# DVD Drive won't read burned Data DVDs



## pagandead (Dec 23, 2007)

Hello, I am hoping someone can help me with this. I have an HP 840d and it seems to work fine except suddenly it will not read Data DVDs that are burned. It seems to read and write everything else fine. Also, after burning a new data dvd if I leave the disc in the drive it will read it fine. But if I eject the disc and reinsert it, it won't read.

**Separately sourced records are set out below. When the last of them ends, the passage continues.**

mod cli;

use hlsaux::{
    config,
    pipeline::{self, CaptionJob, CaptionSource, RunReport},
};
use hlsaux_av::{PacketProbe, ToolRegistry};

use anyhow::{Context, Result};
use clap::Parser;
use cli::{Cli, Commands};
use std::path::{Path, PathBuf};
use tokio_util::sync::CancellationToken;

fn main() -> Result<()> {
    let cli = Cli::parse();

    // Initialize logging
    // Respect RUST_LOG env var if set, otherwise use defaults based on verbose flag
    let env_filter = std::env::var("RUST_LOG").unwrap_or_else(|_| {
        if cli.verbose {
            "hlsaux=trace,hlsaux_av=trace,hlsaux_media=trace".to_string()
        } else {
            "hlsaux=debug,hlsaux_av=debug,hlsaux_media=debug".to_string()
        }
    });

    // Logs go to stderr so `--json` output stays parseable.
    tracing_subscriber::fmt()
        .with_env_filter(&env_filter)
        .with_writer(std::io::stderr)
        .init();

    match cli.command {
        Commands::Iframes { playlist, json } => {
            let config = config::load_config_or_default(cli.config.as_deref())?;
            let rt = tokio::runtime::Runtime::new()?;
            let report = rt.block_on(run_iframes(&playlist, &config))?;
            finish(&report, json)
        }
        Commands::Captions {
            input,
            name,
            output_dir,
            segment_duration,
            grace_ms,
            json,
        } => {
            let mut config = config::load_config_or_default(cli.config.as_deref())?;
            if let Some(secs) = segment_duration {
                config.captions.segment_duration_secs = secs;
            }
            if let Some(ms) = grace_ms {
                config.captions.grace_ms = ms;
            }
            config.check()?;

            let job = CaptionJob {
                name,
                source: CaptionSource::from_arg(&input),
                output_dir,
            };
            let rt = tokio::runtime::Runtime::new()?;
            let report = rt.block_on(run_captions(vec![job], &config));
            // A blocking stdin read cannot be interrupted; don't wait for it.
            rt.shutdown_background();
            finish(&report, json)
        }
        Commands::Run {
            playlist,
            captions,
            json,
        } => {
            let config = config::load_config_or_default(cli.config.as_deref())?;
            let output_dir = match playlist.parent() {
                Some(dir) if !dir.as_os_str().is_empty() => dir.to_path_buf(),
                _ => PathBuf::from("."),
            };
            let jobs = captions
                .into_iter()
                .map(|(name, file)| CaptionJob {
                    name,
                    source: CaptionSource::from_arg(&file),
                    output_dir: output_dir.clone(),
                })
                .collect();

            let rt = tokio::runtime::Runtime::new()?;
            let report = rt.block_on(run_all(&playlist, jobs, &config));
            rt.shutdown_background();
            finish(&report?, json)
        }
        Commands::CheckTools => check_tools(cli.config.as_deref()),
        Commands::Validate {
            config: config_path,
        } => {
            let path = config_path.or(cli.config);
            validate_config(path.as_deref())
        }
        Commands::Version => {
            println!("hlsaux {}", env!("CARGO_PKG_VERSION"));
            Ok(())
        }
    }
}

/// Root cancellation token, cancelled on Ctrl-C.
fn shutdown_token() -> CancellationToken {
    let cancel = CancellationToken::new();
    let token = cancel.clone();
    tokio::spawn(async move {
        tokio::select! {
            result = tokio::signal::ctrl_c() => {
                if let Err(e) = result {
                    tracing::warn!("Failed to listen for Ctrl-C: {}", e);
                    return;
                }
                tracing::warn!("Received Ctrl-C, cancelling run");
                token.cancel();
            }
            _ = token.cancelled() => {}
        }
    });
    cancel
}

fn packet_probe(config: &config::Config) -> Result<PacketProbe> {
    let registry = ToolRegistry::discover(&config.tools);
    PacketProbe::from_registry(&registry).context("I-frame playlists need ffprobe")
}

async fn run_iframes(playlist: &Path, config: &config::Config) -> Result<RunReport> {
    let probe = packet_probe(config)?;
    let cancel = shutdown_token();
    let units = pipeline::generate_iframe_playlists(playlist, config, probe, cancel.clone())
        .await
        .with_context(|| format!("Failed to process playlist: {:?}", playlist))?;
    cancel.cancel();

    let mut report = RunReport::default();
    report.extend(units);
    Ok(report)
}

async fn run_captions(jobs: Vec<CaptionJob>, config: &config::Config) -> RunReport {
    let cancel = shutdown_token();
    let units = pipeline::segment_caption_streams(
        jobs,
        &config.captions,
        config.max_parallel_units,
        cancel.clone(),
    )
    .await;
    cancel.cancel();

    let mut report = RunReport::default();
    report.extend(units);
    report
}

async fn run_all(
    playlist: &Path,
    jobs: Vec<CaptionJob>,
    config: &config::Config,
) -> Result<RunReport> {
    let probe = packet_probe(config)?;
    let cancel = shutdown_token();
    let report = pipeline::run_all(playlist, jobs, config, probe, cancel.clone()).await;
    cancel.cancel();
    Ok(report)
}

/// Print the report and turn unit failures into a non-zero exit.
fn finish(report: &RunReport, json: bool) -> Result<()> {
    if json {
        println!("{}", serde_json::to_string_pretty(report)?);
    } else {
        println!("{}", report);
    }

    let failed = report.units.iter().filter(|u| u.is_failed()).count();
    if failed > 0 {
        anyhow::bail!("{} of {} units failed", failed, report.units.len());
    }
    Ok(())
}

fn check_tools(config_path: Option<&Path>) -> Result<()> {
    println!("Checking external tools...\n");

    let config = config::load_config_or_default(config_path)?;
    let tools = ToolRegistry::discover(&config.tools).check_all();
    let mut all_ok = true;

    for tool in &tools {
        let status = if tool.available {
            "✓"
        } else {
            all_ok = false;
            "✗"
        };

        print!("{} {}", status, tool.name);

        if let Some(ref version) = tool.version {
            print!(" ({})", version.lines().next().unwrap_or(""));
        }

        if let Some(ref path) = tool.path {
            print!(" - {}", path.display());
        }

        println!();
    }

    println!();
    if all_ok {
        println!("All required tools are available!");
    } else {
        println!("Some tools are missing. Install them to generate I-frame playlists.");
    }

    Ok(())
}

fn validate_config(path: Option<&Path>) -> Result<()> {
    let config = match path {
        Some(p) => {
            println!("Validating config: {:?}", p);
            let config = config::load_config(p)?;
            println!("✓ Configuration is valid");
            config
        }
        None => {
            println!("No config file specified, using defaults");
            config::Config::default()
        }
    };

    println!("  Max parallel units: {}", config.max_parallel_units);
    println!(
        "  I-frames: padding {} bytes, suffix {:?}",
        config.iframes.packet_padding, config.iframes.playlist_suffix
    );
    println!(
        "  Captions: {}s windows, {}ms grace, .{} segments",
        config.captions.segment_duration_secs,
        config.captions.grace_ms,
        config.captions.segment_extension
    );

    let warnings = config.validate();
    if !warnings.is_empty() {
        println!("  Warnings:");
        for warning in &warnings {
            println!("    - {}", warning);
        }
    }

    Ok(())
}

This is a new problem and I have tried uninstalling it through device manager, resetting the BIOS and upgrading the firmware. Any help is appreciated.


----------



## dai (Jul 2, 2004)

try uninstalling the upper and lower filters
scroll down to how here
http://support.microsoft.com/?scid=kb;en-us;314060&x=12&y=13#


----------



## pagandead (Dec 23, 2007)

I tried deleting the Lower and Upper Filters, but still have the same problem. Any other suggestions?


----------



## dai (Jul 2, 2004)

put the disk in and press f5 and see if it reads it


----------



## pagandead (Dec 23, 2007)

That didn't work either. I've also tried to boot from the DVD which doesn't work either. Safe mode no go as well. What I don't understand is why it reads the disc directly after burning while it's still in the drive but not if I eject it.


----------



## pagandead (Dec 23, 2007)

Anyone else have an idea about this problem or is my drive just toast?


----------



## dai (Jul 2, 2004)

try a new 80 wire ide cable on the drive


----------